Trace Mineral Systems, of Alexandria, Virginia, touted its hair analysis as "the test that helps body chemistry" and marketed it directly to the public. A 1998 magazine ad claimed that its test reports would show "the body's excesses, deficiencies & toxicities and the diseases associated with them." 
Proponents claim that hair analysis is useful for evaluating a person's general state of nutrition and health and is valuable in detecting predisposition to disease. They also claim that hair analysis enables a doctor to determine if mineral deficiency, mineral imbalance, or heavy metal pollutants in the body may be the cause of a patient's symptoms. These claims are false.
- Hair analysis is not reliable for evaluating the nutritional status of individuals. In 1974, the AMA Committee on Cutaneous Health and Cosmetics noted: "The state of health of the body may be entirely unrelated to the physical and chemical condition of the hair . . . Although severe deficiency states of an essential element are often associated with low concentrations of the element in hair, there are no data that indicate that low concentrations of an element signify low tissue levels nor that high concentrations reflect high tissue stores. Therefore . . . hair metal levels would rarely help a physician select effective treatment." 
- Most commercial hair analysis laboratories have not validated their analytical techniques by checking them against standard reference materials. The techniques typically used to prepare samples for analysis can introduce errors for many of the elements being determined.

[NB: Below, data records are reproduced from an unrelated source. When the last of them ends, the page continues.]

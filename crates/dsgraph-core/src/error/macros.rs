//! Error macros for dsgraph

/// Macro for returning invalid-argument errors
#[macro_export]
macro_rules! bail_invalid {
    ($context:expr, $value:expr) => {
        return Err($crate::error::GraphError::invalid_argument($context, $value))
    };
}

/// Macro for creating usage errors
#[macro_export]
macro_rules! bail_usage {
    ($msg:expr) => {
        return Err($crate::error::GraphError::UsageError($msg.to_string()))
    };
}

- Hair mineral content can be affected by exposure to various substances such as shampoos, bleaches and hair dyes. No analytic technique enables reliable determination of the source of specific levels of elements in hair as bodily or environmental.
- The level of certain minerals can be affected by the color, diameter and rate of growth of an individual's hair, the season of the year, the geographic location, and the age and gender of the individual.

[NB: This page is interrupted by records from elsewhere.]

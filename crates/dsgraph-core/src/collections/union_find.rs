//! Disjoint-set forest
//!
//! Union by rank with path compression. Elements are mapped to dense indices
//! on [`UnionFind::make_set`].

use std::collections::HashMap;
use std::hash::Hash;

/// Disjoint sets over hashable elements
#[derive(Debug, Clone)]
pub struct UnionFind<T> {
    index: HashMap<T, usize>,
    parent: Vec<usize>,
    rank: Vec<u8>,
    sets: usize,
}

impl<T: Hash + Eq + Copy> Default for UnionFind<T> {
    fn default() -> Self {
        Self::new()
    }
}

impl<T: Hash + Eq + Copy> UnionFind<T> {
    pub fn new() -> Self {
        Self {
            index: HashMap::new(),
            parent: Vec::new(),
            rank: Vec::new(),
            sets: 0,
        }
    }

    /// Number of disjoint sets currently tracked
    pub fn set_count(&self) -> usize {
        self.sets
    }

    /// Add `element` as a singleton set; a no-op if it is already tracked
    pub fn make_set(&mut self, element: T) {
        if self.index.contains_key(&element) {
            return;
        }
        let id = self.parent.len();
        self.index.insert(element, id);
        self.parent.push(id);
        self.rank.push(0);
        self.sets += 1;
    }

    /// Representative index of the set containing `element`
    pub fn find(&mut self, element: T) -> Option<usize> {
        let id = *self.index.get(&element)?;
        Some(self.root(id))
    }

    /// Merge the sets of `a` and `b`
    ///
    /// Returns `false` when they were already in the same set or either
    /// element is unknown.
    pub fn union(&mut self, a: T, b: T) -> bool {
        let (Some(ra), Some(rb)) = (self.find(a), self.find(b)) else {
            return false;
        };
        if ra == rb {
            return false;
        }
        match self.rank[ra].cmp(&self.rank[rb]) {
            std::cmp::Ordering::Less => self.parent[ra] = rb,
            std::cmp::Ordering::Greater => self.parent[rb] = ra,
            std::cmp::Ordering::Equal => {
                self.parent[rb] = ra;
                self.rank[ra] += 1;
            }
        }
        self.sets -= 1;
        true
    }

    fn root(&mut self, mut id: usize) -> usize {
        let mut root = id;
        while self.parent[root] != root {
            root = self.parent[root];
        }
        while self.parent[id] != root {
            let next = self.parent[id];
            self.parent[id] = root;
            id = next;
        }
        root
    }
}

#[cfg(test)]
mod tests {
    use super::*;

    #[test]
    fn test_singletons_are_distinct() {
        let mut uf = UnionFind::new();
        for x in 0..4 {
            uf.make_set(x);
        }
        assert_eq!(uf.set_count(), 4);
        assert_ne!(uf.find(0), uf.find(1));
        assert_eq!(uf.find(9), None);
    }

    #[test]
    fn test_union_merges_and_detects_cycles() {
        let mut uf = UnionFind::new();
        for x in ["a", "b", "c", "d"] {
            uf.make_set(x);
        }
        assert!(uf.union("a", "b"));
        assert!(uf.union("c", "d"));
        assert!(uf.union("b", "d"));
        assert!(!uf.union("a", "c"));

        assert_eq!(uf.find("a"), uf.find("d"));
        assert_eq!(uf.set_count(), 1);
    }

    #[test]
    fn test_make_set_is_idempotent() {
        let mut uf = UnionFind::new();
        uf.make_set(1);
        uf.make_set(2);
        uf.union(1, 2);
        uf.make_set(1);
        assert_eq!(uf.set_count(), 1);
        assert!(!uf.union(1, 3));
    }
}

- Normal ranges of hair minerals have not been defined.
- For most elements, no correlation has been established between hair level and other known indicators of nutrition status. It is possible for hair concentration of an element (zinc, for example) to be high even though deficiency exists in the body.
- Hair grows slowly (1 cm/month), so even hair closest to the scalp is several weeks old and thus may not reflect current body conditions for purposes of health diagnosis.

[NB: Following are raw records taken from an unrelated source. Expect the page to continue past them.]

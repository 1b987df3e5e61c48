//! Graph abstract data type
//!
//! One capability contract, [`Graph`], realized by four storage backends:
//! - [`EdgeListGraph`]: a single edge sequence, every incidence query scans it
//! - [`AdjacencyListGraph`]: per-vertex incidence lists with O(1) removal
//! - [`AdjacencyMapGraph`]: per-vertex maps keyed by the opposite vertex
//! - [`AdjacencyMatrixGraph`]: a square matrix indexed by vertex slot
//!
//! Algorithms in [`crate::algos`] only talk to the contract, so any backend
//! (or a `Box<dyn Graph<..>>` from [`new_graph`]) can be passed to them.

pub mod adjacency_list;
pub mod adjacency_map;
pub mod adjacency_matrix;
pub mod backend;
pub mod edge_list;
pub mod handle;
pub(crate) mod shared;
pub mod weight;

pub use adjacency_list::AdjacencyListGraph;
pub use adjacency_map::AdjacencyMapGraph;
pub use adjacency_matrix::AdjacencyMatrixGraph;
pub use backend::{new_graph, Backend};
pub use edge_list::EdgeListGraph;
pub use handle::{Edge, GraphId, Vertex};
pub use weight::{edge_weight, Weighted};

use crate::error::Result;

/// Lazy, restartable enumeration of vertex or edge handles
pub type Handles<'a, T> = Box<dyn Iterator<Item = T> + 'a>;

/// Capability contract shared by every graph backend
///
/// Handles passed in must come from this same instance and must not have
/// been removed; otherwise the call fails with an invalid-handle error. For
/// undirected graphs the outgoing and incoming views are identical.
pub trait Graph {
    /// Payload stored on each vertex
    type VertexValue;
    /// Payload stored on each edge
    type EdgeValue;

    /// Fixed at construction
    fn is_directed(&self) -> bool;

    fn num_vertices(&self) -> usize;

    fn num_edges(&self) -> usize;

    /// All vertices, in insertion order
    fn vertices(&self) -> Handles<'_, Vertex>;

    /// All edges, in insertion order
    fn edges(&self) -> Handles<'_, Edge>;

    fn vertex_value(&self, vertex: Vertex) -> Result<&Self::VertexValue>;

    fn edge_value(&self, edge: Edge) -> Result<&Self::EdgeValue>;

    /// Edge from `u` to `v`, if any
    ///
    /// Symmetric for undirected graphs.
    fn get_edge(&self, u: Vertex, v: Vertex) -> Result<Option<Edge>>;

    /// `(origin, destination)` of `edge`
    fn end_vertices(&self, edge: Edge) -> Result<(Vertex, Vertex)>;

    /// Endpoint of `edge` other than `vertex`
    ///
    /// Fails with an invalid-argument error when `vertex` is not incident
    /// to `edge`.
    fn opposite(&self, vertex: Vertex, edge: Edge) -> Result<Vertex>;

    fn out_degree(&self, vertex: Vertex) -> Result<usize>;

    fn in_degree(&self, vertex: Vertex) -> Result<usize>;

    fn outgoing_edges(&self, vertex: Vertex) -> Result<Handles<'_, Edge>>;

    fn incoming_edges(&self, vertex: Vertex) -> Result<Handles<'_, Edge>>;

    fn insert_vertex(&mut self, value: Self::VertexValue) -> Vertex;

    /// Connect `u` to `v`
    ///
    /// Returns `Ok(None)` and leaves the graph untouched when an edge
    /// between the pair already exists (either orientation for undirected
    /// graphs).
    fn insert_edge(&mut self, u: Vertex, v: Vertex, value: Self::EdgeValue) -> Result<Option<Edge>>;

    /// Remove `vertex` and every edge incident to it
    fn remove_vertex(&mut self, vertex: Vertex) -> Result<Self::VertexValue>;

    fn remove_edge(&mut self, edge: Edge) -> Result<Self::EdgeValue>;

    fn is_empty(&self) -> bool {
        self.num_vertices() == 0
    }

    fn contains_vertex(&self, vertex: Vertex) -> bool {
        self.vertex_value(vertex).is_ok()
    }

    fn contains_edge(&self, edge: Edge) -> bool {
        self.edge_value(edge).is_ok()
    }
}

- The use of a single multielemental hair analysis test as the sole means of diagnosis violates basic tenets of medical practice that laboratory findings should be considered together with the patient's history and physical examination, and that the practitioner should keep in mind that laboratory errors occur.
For these reasons, multielemental analysis of human hair is not a valid technique for identifying an individual's current bodily excesses or deficiencies of essential or nonessential elements. Nor does it provide a valid basis for recommending vitamins, minerals, or other dietary supplements [4,5].
In the mid-1980s, about 18 laboratories were doing commercial hair analysis in the United States. Today there are fewer. Some laboratories have belonged to the American Society of Elemental Testing Laboratories (ASETL). In 1982, ASETL began a program in which a well-known proficiency-testing service received and tabulated the data from analyses of identical hair samples sent to seven member laboratories. However, at the end of the year, the testing service refused to continue because the data were inconsistent and appeared to have no clinical significance.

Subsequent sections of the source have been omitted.